Kubicek Bernhard wrote:

>Dear all,
>
>as promised I send a small system which I try to solve with a tree
>gauged magnetic vector potential. 
>The system was created, because my final-goal calculation does not work
>at all:
>
>We try to simulate arc discharges, in a geometry simmilar to
>coolmesh.png. The top surface is a symmetry boundary, the red and blue
>things are conducting copper electrodes, green and grey-blue is some
>air. One of the (visible) small side faces of the electrodes we insert a
>source current density, the (visible) small side face of the opposed
>electrode is on potential zero. In the "air", we have a
>temperature-field imported into GetDP up to 30000 Kelvin. The plasma is
>modelled via a temperature dependent conductivity. All this is coupled
>with a commercial CFD code, to simulate the arcs behaviour transiently,
>e.g. the pinch forces, the resistive heating, fluid pressure waves,
>movement...
>
>All this workes nicely for our "playground" geometries e.g.
>http://www.geuz.org/getdp/wiki/Gallery .
>However, in the attached mesh we are more or less forced to use a
>hexahedral mesh. The electrodes are so thin that they would force an
>enourmous ammout of tetrahedras for some useful meshing. With the shown
>structured hexahedral grid, we hope to use longish "bricks" instead of
>"cubeish" cells. Also I think it is an advantage that and the violet
>region, the mesh bends around the electrodes in a similar way as the
>magnetic field. 
>However, we experience very bad behaviour even for the calculation of
>the current density. However, the magnetic field is completely invalid.

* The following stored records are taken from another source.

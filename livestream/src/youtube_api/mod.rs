//! The slice of the YouTube Data API v3 needed to run a service livestream.
//!
//! # Broadcasts vs Streams
//!
//! - [`broadcasts::LiveBroadcast`] is what viewers see: title, schedule, privacy, and the
//!   lifecycle `created → ready → testing → live → complete`. Each broadcast is one video.
//! - [`streams::LiveStream`] is the ingest pipeline the encoder pushes to: RTMP address,
//!   stream key and feed health.
//!
//! A service stream creates one of each, binds the broadcast to the stream, then drives the
//! broadcast through its lifecycle with [`YouTubeClient::transition_live_broadcast`].

pub mod broadcasts;
pub mod client;
pub mod error;
pub mod streams;
pub mod types;

pub use client::{YOUTUBE_API_BASE, YouTubeClient};
pub use error::ApiError;
pub use types::{ListResponse, PageInfo};

pub use broadcasts::{
    BroadcastLifeCycleStatus, BroadcastPrivacyStatus, BroadcastStatus, LiveBroadcast,
    LiveBroadcastSnippet, LiveBroadcastStatus, RecordingStatus,
};

pub use streams::{HealthStatus, IngestionInfo, LiveStream, LiveStreamStatus, StreamStatus};
//! Creating the YouTube side of a new service stream.

use crate::content_store::BroadcastSession;
use crate::youtube_api::{BroadcastPrivacyStatus, YouTubeClient};
use eyre::OptionExt;
use tracing::instrument;

pub fn watch_url(broadcast_id: &str) -> String {
    format!("https://www.youtube.com/watch?v={broadcast_id}")
}

/// Creates a broadcast and an ingest stream, and binds them together.
///
/// The three calls are made in order and the first failure aborts. Nothing is rolled back, so
/// a failed bind leaves an unbound broadcast and stream behind on the channel.
#[instrument(skip(yt))]
pub async fn create(
    yt: &YouTubeClient,
    title: &str,
    privacy: BroadcastPrivacyStatus,
) -> eyre::Result<BroadcastSession> {
    let broadcast = yt.insert_live_broadcast(title, privacy).await?;
    tracing::debug!(broadcast_id = %broadcast.id, "created broadcast");
    let stream = yt.insert_live_stream(title).await?;
    tracing::debug!(stream_id = %stream.id, "created stream");
    let bound = yt.bind_live_broadcast(&broadcast.id, &stream.id).await?;

    let ingestion = stream
        .cdn
        .and_then(|cdn| cdn.ingestion_info)
        .ok_or_eyre("YouTube returned a stream without ingestion info")?;

    Ok(BroadcastSession {
        watch_url: watch_url(&broadcast.id),
        broadcast_id: broadcast.id,
        stream_id: stream.id,
        ingest_url: ingestion.ingestion_address,
        ingest_key: ingestion.stream_name,
        title: title.to_string(),
        lifecycle_status: bound.status.life_cycle_status,
    })
}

>Which I don't understand, as my very beautiful mesh is indeed very
>beautiful.
>The big difference can be the hexahedral mesh, oposed to the tetrahedral
>mesh we use usually.
>
>That is why I created the attached system, to trace down the problem's
>source.
>// The gambit mesh are excluded because of their size, you can download
>it here:
>// http://kariert.org/files/gambit.gmsh
>
>Basically, it is a infinitely long square wire with a constant electric
>current "enclosed" in a box. The geometry is meshed either tetrahedral
>or hexahedral using gmsh. To get some hexahedral grid using the
>transfinite algorithm, the 8 outer volumes were chosen.
>Alternatively, I have one more tetrahedral mesh created using converters
>from Gambit, Fluent's commercial mesher, to pinpoint mesh problems (mesh
>quality is a bit better than with gmsh2, reflected in less strange spots
>around "bad" cells, see tetra* images). However, due to the conversion,
>the region numbers are different, and therefore there are two blocks in
>the .pro's region definition of which one needs to uncommented.
>
>Attached are a couple of pngs showing the calculation results. The
>tetrahedral ones compare to some extend with the analytical solution
>(which should have a max norm of approx 0.27). Apart from a a tube where
>there are very high fields, at the border between the volumes. Some
>similar tubes on the outer sides can be seen, if the gauge condition is
>not applied in the d* faces. It looks like if somehow a current is
>searching a way to flow backwards.
>Knowing that the static h-field can only exist if there are no
>current-sources in the calculated regime ( rot h =j -> div j==div rot
>h==0), we still think that things should be ok if the are current
>sources on boundary surfaces?
>We find this highly strange.
>Furthermore, the hexahedral calculation is not even close in their
>magnitude.
>Our idea that maybe on the boundary faces that cut the wire, one could
>"help" the a-potential by declaring a source-h-field also failed quite
>impressively.
>
>If someone has some ideas on what is going on and how we could improve
>the calculations, that would be _extremely_ nice.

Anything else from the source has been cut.